Inutile de dire que Marthy n’avait pas tiré un cas facile. De l’ADN, des empreintes, il en avait plein sur sa scène de crime, mais autant dire qu’il ne servait à rien, puisqu’appartenant à un mort. Non, la vraie question c’était : pourquoi ? Question à laquelle la réponse avait été rapidement trouvée : le bon docteur avait tué Paul en l’écrasant cette fameuse nuit. Le problème qui se posait était : qui d’autre savait ? Pour cela, il fallait relire le rapport d’époque sur l’accident. La victime avait bien un frère, mais cela pouvait-il être lui ? La police ne devait écarter aucune piste et c’était un peu la seule qu’elle avait alors, autant la suivre. Quelques coups de fil plus tard, Marthy/Felicia était en route pour Yverdon, une ville non loin de là. Oui, seul, parce que figurez-vous que quand on sert Dominique, on ne s’encombre pas de témoins humains dans ce genre d’affaires.

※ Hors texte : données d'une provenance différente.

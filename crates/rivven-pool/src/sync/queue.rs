//! Blocking hand-off queues backed by [`Semaphore`]
//!
//! Items are appended and removed under a queue-local lock; the semaphore
//! counts items (and, for the bounded queue, free slots) so consumers and
//! producers can wait without holding the lock.
//!
//! Ordering: items leave the queue in insertion order, but concurrent waiters
//! are not served in arrival order. Whichever waiter wins a permit takes the
//! current head, so under contention FIFO holds per item, not per waiter.

use parking_lot::Mutex;
use std::collections::VecDeque;
use std::time::Duration;
use tokio::time::Instant;

use super::semaphore::{deadline_after, Semaphore};

/// Unbounded FIFO queue. Producers never wait; consumers wait for an item.
#[derive(Debug)]
pub struct BlockingQueue<T> {
    items: Mutex<VecDeque<T>>,
    available: Semaphore,
}

impl<T> BlockingQueue<T> {
    /// Create an empty queue
    pub fn new() -> Self {
        Self {
            items: Mutex::new(VecDeque::new()),
            available: Semaphore::unbounded(),
        }
    }

    /// Append an item and signal one consumer
    pub fn add(&self, item: T) {
        self.items.lock().push_back(item);
        self.available.release(1);
    }

    /// Wait for an item and remove it
    pub async fn remove(&self) -> T {
        loop {
            self.available.acquire().await;
            if let Some(item) = self.items.lock().pop_front() {
                return item;
            }
        }
    }

    /// Wait at most `timeout` for an item
    pub async fn remove_timeout(&self, timeout: Duration) -> Option<T> {
        let deadline = deadline_after(timeout);
        loop {
            let remaining = deadline.saturating_duration_since(Instant::now());
            if !self.available.acquire_timeout(remaining).await {
                return None;
            }
            if let Some(item) = self.items.lock().pop_front() {
                return Some(item);
            }
        }
    }

    /// Remove the head if one is immediately available
    pub fn try_remove(&self) -> Option<T> {
        if self.available.try_acquire() {
            self.items.lock().pop_front()
        } else {
            None
        }
    }

    /// Snapshot of the number of queued items
    pub fn size(&self) -> usize {
        self.items.lock().len()
    }

    /// Whether the queue is empty at this instant
    pub fn is_empty(&self) -> bool {
        self.size() == 0
    }
}

impl<T> Default for BlockingQueue<T> {
    fn default() -> Self {
        Self::new()
    }
}

/// FIFO queue holding at most `capacity` items. Producers wait while it is full.
#[derive(Debug)]
pub struct BoundedBlockingQueue<T> {
    items: Mutex<VecDeque<T>>,
    capacity: usize,
    free_slots: Semaphore,
    available: Semaphore,
}

impl<T> BoundedBlockingQueue<T> {
    /// Create an empty queue. A capacity of zero is raised to one.
    pub fn new(capacity: usize) -> Self {
        let capacity = capacity.max(1);
        Self {
            items: Mutex::new(VecDeque::with_capacity(capacity)),
            capacity,
            free_slots: Semaphore::new(capacity, capacity),
            available: Semaphore::new(0, capacity),
        }
    }

    /// Maximum number of queued items
    pub fn capacity(&self) -> usize {
        self.capacity
    }

    /// Wait for a free slot, then append
    pub async fn add(&self, item: T) {
        self.free_slots.acquire().await;
        self.push(item);
    }

    /// Wait at most `timeout` for a free slot. Gives the item back on timeout.
    pub async fn add_timeout(&self, item: T, timeout: Duration) -> Result<(), T> {
        if self.free_slots.acquire_timeout(timeout).await {
            self.push(item);
            Ok(())
        } else {
            Err(item)
        }
    }

    /// Append only if a slot is free right now
    pub fn try_add(&self, item: T) -> Result<(), T> {
        if self.free_slots.try_acquire() {
            self.push(item);
            Ok(())
        } else {
            Err(item)
        }
    }

    /// Wait for a free slot without enqueueing. Cancelling the wait takes no
    /// slot; a completed wait must be followed by [`push_reserved`](Self::push_reserved).
    pub(crate) async fn reserve(&self) {
        self.free_slots.acquire().await;
    }

    /// Append into a slot taken by [`reserve`](Self::reserve)
    pub(crate) fn push_reserved(&self, item: T) {
        self.push(item);
    }

    fn push(&self, item: T) {
        self.items.lock().push_back(item);
        self.available.release(1);
    }

    fn pop(&self) -> Option<T> {
        let item = self.items.lock().pop_front();
        if item.is_some() {
            self.free_slots.release(1);
        }
        item
    }

    /// Wait for an item and remove it
    pub async fn remove(&self) -> T {
        loop {
            self.available.acquire().await;
            if let Some(item) = self.pop() {
                return item;
            }
        }
    }

    /// Wait at most `timeout` for an item
    pub async fn remove_timeout(&self, timeout: Duration) -> Option<T> {
        let deadline = deadline_after(timeout);
        loop {
            let remaining = deadline.saturating_duration_since(Instant::now());
            if !self.available.acquire_timeout(remaining).await {
                return None;
            }
            if let Some(item) = self.pop() {
                return Some(item);
            }
        }
    }

    /// Remove the head if one is immediately available
    pub fn try_remove(&self) -> Option<T> {
        if self.available.try_acquire() {
            self.pop()
        } else {
            None
        }
    }

    /// Snapshot of the number of queued items
    pub fn size(&self) -> usize {
        self.items.lock().len()
    }

    /// Whether the queue is empty at this instant
    pub fn is_empty(&self) -> bool {
        self.size() == 0
    }
}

Pendant ce temps, l’envoyé démoniaque mène sa petite enquête, ayant réussi à s’infiltrer de nuit sur la scène de crime, chose des plus mal aisée. Là, il avait pu remarquer ce qui manquait et commencer à réfléchir à ce qui se tramait. Si le tueur était mort, deux options : il n’était pas vraiment mort ou alors, il avait un vengeur d’outre-tombe. Réfléchissant rapidement, il décida que l’option du mort mais pas vraiment se tentait et projeta donc de trouver le cimetière dans lequel était inhumé le tueur. Cela allait sans doute prendre un peu de temps, mais… ça risquait de s’avérer payant.
La pluie s’écrasait violemment contre le sol en ce jour de juin, dégageant une petite odeur typique de l’eau sur le goudron chaud. Cela faisait un moment qu’il n’avait pas plu et Marthy s’en réjouissait. Un bon temps pour une bonne traque à l’ancienne. Il se gara au bas d’un immeuble, sortit de sa voiture, la verrouilla, puis entra et sonna au 3ème en disant d’une voix forte :
Police, ouvrez. J’ai des questions à vous poser !
Devant le silence éloquent accueillant sa déclaration, l’inspecteur hésite un moment, puis après avoir testé la poignée, sort son set du parfait cambrioleur et ouvre facilement la serrure, de piètre qualité. Il entre ensuite tranquillement dans l’appartement, balayant les lieux du regard. Sur la table du salon, au milieu d’un fouillis innommable, ce qu’il cherchait : un indice. Un simple flyer annonçant une goa, dans une forêt environnante, le soir même, dès 23h. L’ange observe également les photos posées sur un petit meuble, histoire de pouvoir identifier Jacques Leresche sans peine. C’est un homme ayant dans la trentaine, souriant, le crâne dégarni au milieu, les cheveux qui lui restent sont noirs. Plusieurs photos comportent également une petite fille, toute mignonne, qui a les mêmes yeux marron que son papa. Sa fille sans doute. Felicia espère que ce n’est pas lui, la perspective de faire d’une si jeune enfant une orpheline ne l’enchante guère. Mais elle sait qui cela venait à être lui, elle n’aurait pas d’autre choix. Le Grand Jeu avant tout.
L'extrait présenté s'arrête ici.